The Ghost of General “Mad” Anthony Wayne is still seen near Valley Forge, Pennsylvania. It isn’t surprising. If you believe in ghosts, and you believe that one surefire way to get ghosts is to do something undignified to a human body after death, then it’s a given that “Mad Anthony” would haunt his former stomping grounds. Not that Anthony’s son intended to treat his father’s mortal remains with disrespect, mind you. He just wanted to transport his father’s body from where it had been buried in Erie, Pennsylvania in 1796 back home to Radnor, hundreds of miles away. But oh, how he went about it!
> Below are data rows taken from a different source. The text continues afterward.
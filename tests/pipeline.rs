//! End-to-end tests for the prompt → completion → normalize core, driven by a
//! scripted completion backend so no network, pdfium, or tesseract is needed.

use async_trait::async_trait;
use menu2json::llm::{CompletionBackend, CompletionRequest, LlmFailure, RawCompletion};
use menu2json::{extract_from_text, ExtractedText, ExtractionConfig, MenuExtractError, TextSource};
use std::collections::VecDeque;
use std::sync::{Arc, Mutex};

const MENU_TEXT: &str = "\
CAFE UNO

South Indian
MASALA DOSA  ₹60
IDLI (2 pcs)  ₹40

Beverages
FILTER COFFEE  ₹25
";

const VALID_REPLY: &str = r#"{"restaurant_name": "CAFE UNO", "items": [
    {"name": "MASALA DOSA", "description": null, "price": "₹60", "category": "South Indian"},
    {"name": "IDLI (2 pcs)", "description": null, "price": "₹40", "category": "South Indian"},
    {"name": "FILTER COFFEE", "description": null, "price": "₹25", "category": "Beverages"}
]}"#;

// ₹999 appears nowhere in the menu, so validation must reject this reply.
const HALLUCINATED_REPLY: &str = r#"{"restaurant_name": "CAFE UNO", "items": [
    {"name": "MASALA DOSA", "price": "₹999", "category": "South Indian"}
]}"#;

/// Scripted backend: pops one canned reply per call and records every request.
struct StubBackend {
    script: Mutex<VecDeque<Result<RawCompletion, LlmFailure>>>,
    requests: Mutex<Vec<CompletionRequest>>,
}

impl StubBackend {
    fn new(replies: Vec<Result<RawCompletion, LlmFailure>>) -> Arc<Self> {
        Arc::new(Self {
            script: Mutex::new(replies.into()),
            requests: Mutex::new(Vec::new()),
        })
    }

    fn scripted(replies: &[&str]) -> Arc<Self> {
        Self::new(replies.iter().map(|r| ok(r)).collect())
    }

    fn call_count(&self) -> usize {
        self.requests.lock().unwrap().len()
    }

    fn request(&self, idx: usize) -> CompletionRequest {
        self.requests.lock().unwrap()[idx].clone()
    }
}

#[async_trait]
impl CompletionBackend for StubBackend {
    async fn complete(&self, request: &CompletionRequest) -> Result<RawCompletion, LlmFailure> {
        self.requests.lock().unwrap().push(request.clone());
        self.script
            .lock()
            .unwrap()
            .pop_front()
            .unwrap_or_else(|| Err(LlmFailure::fatal("script exhausted")))
    }
}

fn ok(text: &str) -> Result<RawCompletion, LlmFailure> {
    Ok(RawCompletion {
        text: text.to_string(),
        finish_reason: Some("stop".to_string()),
    })
}

fn menu_text() -> ExtractedText {
    ExtractedText {
        pages: vec![MENU_TEXT.to_string()],
        source: TextSource::Native,
    }
}

fn config_with(backend: Arc<StubBackend>) -> ExtractionConfig {
    ExtractionConfig::builder()
        .backend(backend)
        .temperature(0.0)
        .retry_backoff_ms(1)
        .build()
        .unwrap()
}

#[tokio::test]
async fn valid_first_reply_needs_exactly_one_call() {
    let backend = StubBackend::scripted(&[VALID_REPLY]);
    let config = config_with(Arc::clone(&backend));

    let doc = extract_from_text(&menu_text(), &config).await.unwrap();

    assert_eq!(backend.call_count(), 1);
    assert_eq!(doc.restaurant_name.as_deref(), Some("CAFE UNO"));
    assert_eq!(doc.items.len(), 3);
    assert_eq!(doc.items[0].name, "MASALA DOSA");
    assert_eq!(doc.items[0].price.as_deref(), Some("₹60"));
    assert_eq!(doc.items[0].category.as_deref(), Some("South Indian"));
    assert_eq!(doc.items[2].category.as_deref(), Some("Beverages"));
}

#[tokio::test]
async fn invalid_first_reply_triggers_one_repair() {
    let backend = StubBackend::scripted(&[HALLUCINATED_REPLY, VALID_REPLY]);
    let config = config_with(Arc::clone(&backend));

    let doc = extract_from_text(&menu_text(), &config).await.unwrap();

    assert_eq!(backend.call_count(), 2, "exactly one repair re-prompt");
    assert_eq!(doc.items.len(), 3);

    // The repair request keeps the user prompt verbatim but extends the
    // system prompt with the correction instruction.
    let first = backend.request(0);
    let repair = backend.request(1);
    assert_eq!(first.messages[1].content, repair.messages[1].content);
    assert!(repair.messages[0].content.len() > first.messages[0].content.len());
    assert!(repair.messages[0].content.starts_with(&first.messages[0].content));
}

#[tokio::test]
async fn two_invalid_replies_fail_with_raw_attached() {
    let backend = StubBackend::scripted(&[HALLUCINATED_REPLY, "not json at all"]);
    let config = config_with(Arc::clone(&backend));

    let err = extract_from_text(&menu_text(), &config).await.unwrap_err();

    assert_eq!(backend.call_count(), 2, "no third attempt");
    match err {
        MenuExtractError::ResponseParse { raw, .. } => {
            assert_eq!(raw, "not json at all");
        }
        other => panic!("unexpected error: {other:?}"),
    }
}

#[tokio::test]
async fn schema_failure_on_repair_surfaces_as_schema_error() {
    let backend = StubBackend::scripted(&[HALLUCINATED_REPLY, HALLUCINATED_REPLY]);
    let config = config_with(Arc::clone(&backend));

    let err = extract_from_text(&menu_text(), &config).await.unwrap_err();

    match err {
        MenuExtractError::SchemaValidation { detail, .. } => {
            assert!(detail.contains("₹999"), "got: {detail}");
        }
        other => panic!("unexpected error: {other:?}"),
    }
}

#[tokio::test]
async fn empty_text_never_reaches_the_backend() {
    let backend = StubBackend::scripted(&[VALID_REPLY]);
    let config = config_with(Arc::clone(&backend));
    let empty = ExtractedText {
        pages: vec!["   ".to_string(), "".to_string()],
        source: TextSource::Ocr,
    };

    let err = extract_from_text(&empty, &config).await.unwrap_err();

    assert_eq!(backend.call_count(), 0);
    assert!(matches!(err, MenuExtractError::EmptyText { .. }));
}

#[tokio::test]
async fn transient_backend_failure_is_retried_transparently() {
    let backend = StubBackend::new(vec![
        Err(LlmFailure::transient("HTTP 503")),
        ok(VALID_REPLY),
    ]);
    let config = config_with(Arc::clone(&backend));

    let doc = extract_from_text(&menu_text(), &config).await.unwrap();

    assert_eq!(backend.call_count(), 2);
    assert_eq!(doc.items.len(), 3);
}

#[tokio::test]
async fn fatal_backend_failure_aborts_the_run() {
    let backend = StubBackend::new(vec![Err(LlmFailure::fatal("HTTP 401"))]);
    let config = config_with(Arc::clone(&backend));

    let err = extract_from_text(&menu_text(), &config).await.unwrap_err();

    assert_eq!(backend.call_count(), 1);
    assert!(matches!(err, MenuExtractError::LlmRequest { attempts: 1, .. }));
}

#[tokio::test]
async fn identical_runs_produce_identical_documents() {
    let text = menu_text();

    let backend_a = StubBackend::scripted(&[VALID_REPLY]);
    let doc_a = extract_from_text(&text, &config_with(Arc::clone(&backend_a)))
        .await
        .unwrap();

    let backend_b = StubBackend::scripted(&[VALID_REPLY]);
    let doc_b = extract_from_text(&text, &config_with(Arc::clone(&backend_b)))
        .await
        .unwrap();

    assert_eq!(doc_a, doc_b);
    // The wire requests are byte-identical too.
    assert_eq!(
        serde_json::to_string(&backend_a.request(0)).unwrap(),
        serde_json::to_string(&backend_b.request(0)).unwrap()
    );
}

#[tokio::test]
async fn fenced_reply_is_equivalent_to_bare_json() {
    let fenced = format!("```json\n{VALID_REPLY}\n```");
    let backend_fenced = StubBackend::scripted(&[fenced.as_str()]);
    let backend_bare = StubBackend::scripted(&[VALID_REPLY]);

    let from_fenced = extract_from_text(&menu_text(), &config_with(Arc::clone(&backend_fenced)))
        .await
        .unwrap();
    let from_bare = extract_from_text(&menu_text(), &config_with(Arc::clone(&backend_bare)))
        .await
        .unwrap();

    assert_eq!(from_fenced, from_bare);
}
He had the old man dug up and, when he realized that riding in a wagon with a rotting corpse wouldn’t make for the most pleasant of road trips, he had the body boiled, so that the flesh would come off the bones. All the flesh, and the pot in which the body had been boiled, were reinterred in Eerie. The bones were packed up to be shipped home, but somehow along the way some of them got lost. Thus General Anthony Wayne, a former Revolutionary War hero, is buried in two separate graves, but neither contains *all* of his remains. Thus, ghost. It is said that each year on Wayne’s birthday, January 1st, his ghost retraces the route his bones were carted all those years ago, searching for his missing pieces. Today this route is known as US highway 322.

In 1939, write Bill Finger (along with artist Bob Kane) created this character called Batman, and decided that his hero was the direct descendant of Mad Anthony Wayne. Bruce Wayne was named after the soldier.

The kettle used to boil Mad Anthony’s body is today on display at the Erie County History Center in Erie, Pennsylvania. I’m sure it’s haunted, too.